**Your goal**
Extract exactly and only the lines of the data below, starting at the line with "pub struct RetryPolicy" and stopping after the final line.

:: Records for this exercise ::

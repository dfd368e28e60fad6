mod config;
mod jsonl;

use crate::config::Config;
use anyhow::{bail, Context, Result};
use clap::{Parser, Subcommand};
use dotenv::dotenv;
use name_matching_core::db::{
    check_pool_health, create_pool, get_pool_stats, load_registry, DbPoolConfig,
};
use name_matching_core::{
    CanonicalRegistry, InMemoryMappingStore, MappingStore, MatchingConfig, MatchingService,
    PgMappingStore,
};
use sqlx::PgPool;
use std::path::PathBuf;
use std::sync::Arc;
use std::time::Duration;
use tracing::{info, warn};
use tracing_subscriber::EnvFilter;

#[derive(Parser)]
#[command(author, version, about = "Resolve external player names against the canonical registry")]
struct Cli {
    /// Load the registry from a JSON file instead of PLAYER_TABLE
    #[arg(long, global = true)]
    registry_file: Option<PathBuf>,

    /// Keep mappings in a JSON snapshot instead of PostgreSQL
    #[arg(long, global = true)]
    snapshot: Option<PathBuf>,

    #[command(subcommand)]
    command: Command,
}

#[derive(Subcommand)]
enum Command {
    /// Match JSON-lines observations and print JSON-lines outcomes
    Match {
        /// Input file, `-` for stdin
        #[arg(short, long, default_value = "-")]
        input: String,

        /// Output file (default stdout)
        #[arg(short, long)]
        output: Option<PathBuf>,

        /// Overall batch deadline in seconds
        #[arg(long)]
        timeout_secs: Option<f64>,
    },
    /// Record a human decision for one source name
    Confirm {
        #[arg(long)]
        name: String,
        #[arg(long)]
        system: String,
        #[arg(long)]
        id: i64,
        #[arg(long)]
        actor: String,
    },
    /// Print mapping counts per source
    Stats,
    /// List auto-accepted mappings awaiting review, least confident first
    Review {
        #[arg(long)]
        system: Option<String>,
        #[arg(long, default_value_t = 50)]
        limit: usize,
    },
}

struct Session {
    service: MatchingService,
    snapshot: Option<(Arc<InMemoryMappingStore>, PathBuf)>,
}

impl Session {
    fn save_snapshot(&self) -> Result<()> {
        if let Some((store, path)) = &self.snapshot {
            store
                .save(path)
                .with_context(|| format!("Failed to save snapshot {}", path.display()))?;
            info!("Saved {} mappings to {}", store.len(), path.display());
        }
        Ok(())
    }
}

#[tokio::main]
async fn main() -> Result<()> {
    dotenv().ok();

    // Initialize logging
    tracing_subscriber::fmt()
        .with_env_filter(EnvFilter::from_default_env())
        .with_writer(std::io::stderr)
        .init();

    let cli = Cli::parse();
    let config = Config::from_env();

    let mut matching = MatchingConfig::from_env();
    if let Command::Match {
        timeout_secs: Some(secs),
        ..
    } = &cli.command
    {
        if *secs > 0.0 {
            matching = matching.with_batch_timeout(Duration::from_secs_f64(*secs));
        }
    }
    matching.validate().context("Invalid matching configuration")?;

    let session = build_session(&cli, &config, matching).await?;

    match cli.command {
        Command::Match {
            input, output, ..
        } => {
            let observations = jsonl::read_observations(jsonl::open_input(&input)?)?;
            info!("Matching {} observations from {}", observations.len(), input);

            let report = session.service.match_batch(observations).await;
            let mut writer = jsonl::open_output(output.as_deref())?;
            jsonl::write_lines(&mut *writer, &report.outcomes)?;

            info!(
                "Match rate {:.1}% ({} matched, {} need review, {} unmatched)",
                report.match_rate() * 100.0,
                report.matched,
                report.needs_review,
                report.unmatched
            );
            session.save_snapshot()?;
        }
        Command::Confirm {
            name,
            system,
            id,
            actor,
        } => {
            let record = session.service.confirm(&name, &system, id, &actor).await?;
            println!("{}", serde_json::to_string(&record)?);
            session.save_snapshot()?;
        }
        Command::Stats => {
            let stats = session.service.stats().await?;
            println!("{}", serde_json::to_string_pretty(&stats)?);
        }
        Command::Review { system, limit } => {
            let pending = session
                .service
                .review_queue(system.as_deref(), limit)
                .await?;
            let mut writer = jsonl::open_output(None)?;
            jsonl::write_lines(&mut *writer, &pending)?;
        }
    }

    Ok(())
}

async fn build_session(cli: &Cli, config: &Config, matching: MatchingConfig) -> Result<Session> {
    let pool = match &config.database_url {
        Some(url) => connect(url, &matching).await,
        None => None,
    };

    let registry = match (&cli.registry_file, &pool) {
        (Some(path), _) => CanonicalRegistry::from_identities(jsonl::read_registry_file(path)?),
        (None, Some(pool)) => load_registry(pool, &config.player_table).await?,
        (None, None) => bail!("No registry available: pass --registry-file or set a reachable DATABASE_URL"),
    };

    let mut snapshot = None;
    let store: Option<Arc<dyn MappingStore>> = if let Some(path) = &cli.snapshot {
        let memory = Arc::new(InMemoryMappingStore::load(path)?);
        snapshot = Some((memory.clone(), path.clone()));
        Some(memory)
    } else if let Some(pool) = pool {
        let pg = PgMappingStore::new(pool);
        match pg.ensure_schema().await {
            Ok(()) => Some(Arc::new(pg)),
            Err(e) => {
                warn!("Mapping store schema unavailable ({}), running cascade-only", e);
                None
            }
        }
    } else {
        warn!("No mapping store configured, running cascade-only: nothing will be learned");
        None
    };

    Ok(Session {
        service: MatchingService::new(registry, store, matching),
        snapshot,
    })
}

/// Connect and probe the database; `None` if it is unreachable.
async fn connect(url: &str, matching: &MatchingConfig) -> Option<PgPool> {
    let pool_config =
        DbPoolConfig::from_env_with_defaults(DbPoolConfig::for_batch(matching.batch_concurrency));
    let pool = match create_pool(url, &pool_config).await {
        Ok(pool) => pool,
        Err(e) => {
            warn!("Database unavailable: {:#}", e);
            return None;
        }
    };
    match check_pool_health(&pool).await {
        Ok(()) => {
            let stats = get_pool_stats(&pool);
            info!(
                "Database ready: {} connections ({} idle, {} active)",
                stats.size,
                stats.idle,
                stats.active()
            );
            Some(pool)
        }
        Err(e) => {
            warn!("Database health check failed: {:#}", e);
            None
        }
    }
}
//! Retry with exponential backoff for transient store failures.

use crate::error::StoreError;
use std::future::Future;
use std::time::Duration;
use tracing::warn;

/// How often and how patiently to retry.
#[derive(Debug, Clone, Copy, PartialEq, Eq)]
pub struct RetryPolicy {
    pub max_attempts: u32,
    pub base_backoff: Duration,
    pub max_backoff: Duration,
}

impl Default for RetryPolicy {
    fn default() -> Self {
        Self {
            max_attempts: 3,
            base_backoff: Duration::from_millis(100),
            max_backoff: Duration::from_secs(2),
        }
    }
}

impl RetryPolicy {
    /// Delay before attempt `attempt + 1` (1-based).
    pub fn backoff(&self, attempt: u32) -> Duration {
        let factor = 2u32.saturating_pow(attempt.saturating_sub(1));
        self.base_backoff
            .saturating_mul(factor)
            .min(self.max_backoff)
    }
}

/// Execute a store operation, retrying while it fails with a transient error.
///
/// # Example
/// ```ignore
/// let record = execute_with_retry(
///     || async { sqlx::query_as(SQL).bind(key).fetch_optional(&pool).await.map_err(StoreError::from) },
///     RetryPolicy::default(),
///     "lookup",
/// ).await?;
/// ```
pub async fn execute_with_retry<F, Fut, T>(
    mut f: F,
    policy: RetryPolicy,
    operation: &str,
) -> Result<T, StoreError>
where
    F: FnMut() -> Fut,
    Fut: Future<Output = Result<T, StoreError>>,
{
    let mut attempt = 0;
    loop {
        attempt += 1;
        match f().await {
            Ok(result) => return Ok(result),
            Err(e) if attempt < policy.max_attempts && e.is_transient() => {
                let backoff = policy.backoff(attempt);
                warn!(
                    "Store {} failed (attempt {}/{}): {}. Retrying in {}ms",
                    operation,
                    attempt,
                    policy.max_attempts,
                    e,
                    backoff.as_millis()
                );
                tokio::time::sleep(backoff).await;
            }
            Err(e) => return Err(e),
        }
    }
}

:::

**Solution**
pub struct RetryPolicy {
    pub max_attempts: u32,
    pub base_backoff: Duration,
    pub max_backoff: Duration,
}

impl Default for RetryPolicy {
    fn default() -> Self {
        Self {
            max_attempts: 3,
            base_backoff: Duration::from_millis(100),
            max_backoff: Duration::from_secs(2),
        }
    }
}

impl RetryPolicy {
    /// Delay before attempt `attempt + 1` (1-based).
    pub fn backoff(&self, attempt: u32) -> Duration {
        let factor = 2u32.saturating_pow(attempt.saturating_sub(1));
        self.base_backoff
            .saturating_mul(factor)
            .min(self.max_backoff)
    }
}

/// Execute a store operation, retrying while it fails with a transient error.
///
/// # Example
/// ```ignore
/// let record = execute_with_retry(
///     || async { sqlx::query_as(SQL).bind(key).fetch_optional(&pool).await.map_err(StoreError::from) },
///     RetryPolicy::default(),
///     "lookup",
/// ).await?;
/// ```
pub async fn execute_with_retry<F, Fut, T>(
    mut f: F,
    policy: RetryPolicy,
    operation: &str,
) -> Result<T, StoreError>
where
    F: FnMut() -> Fut,
    Fut: Future<Output = Result<T, StoreError>>,
{
    let mut attempt = 0;
    loop {
        attempt += 1;
        match f().await {
            Ok(result) => return Ok(result),
            Err(e) if attempt < policy.max_attempts && e.is_transient() => {
                let backoff = policy.backoff(attempt);
                warn!(
                    "Store {} failed (attempt {}/{}): {}. Retrying in {}ms",
                    operation,
                    attempt,
                    policy.max_attempts,
                    e,
                    backoff.as_millis()
                );
                tokio::time::sleep(backoff).await;
            }
            Err(e) => return Err(e),
        }
    }
}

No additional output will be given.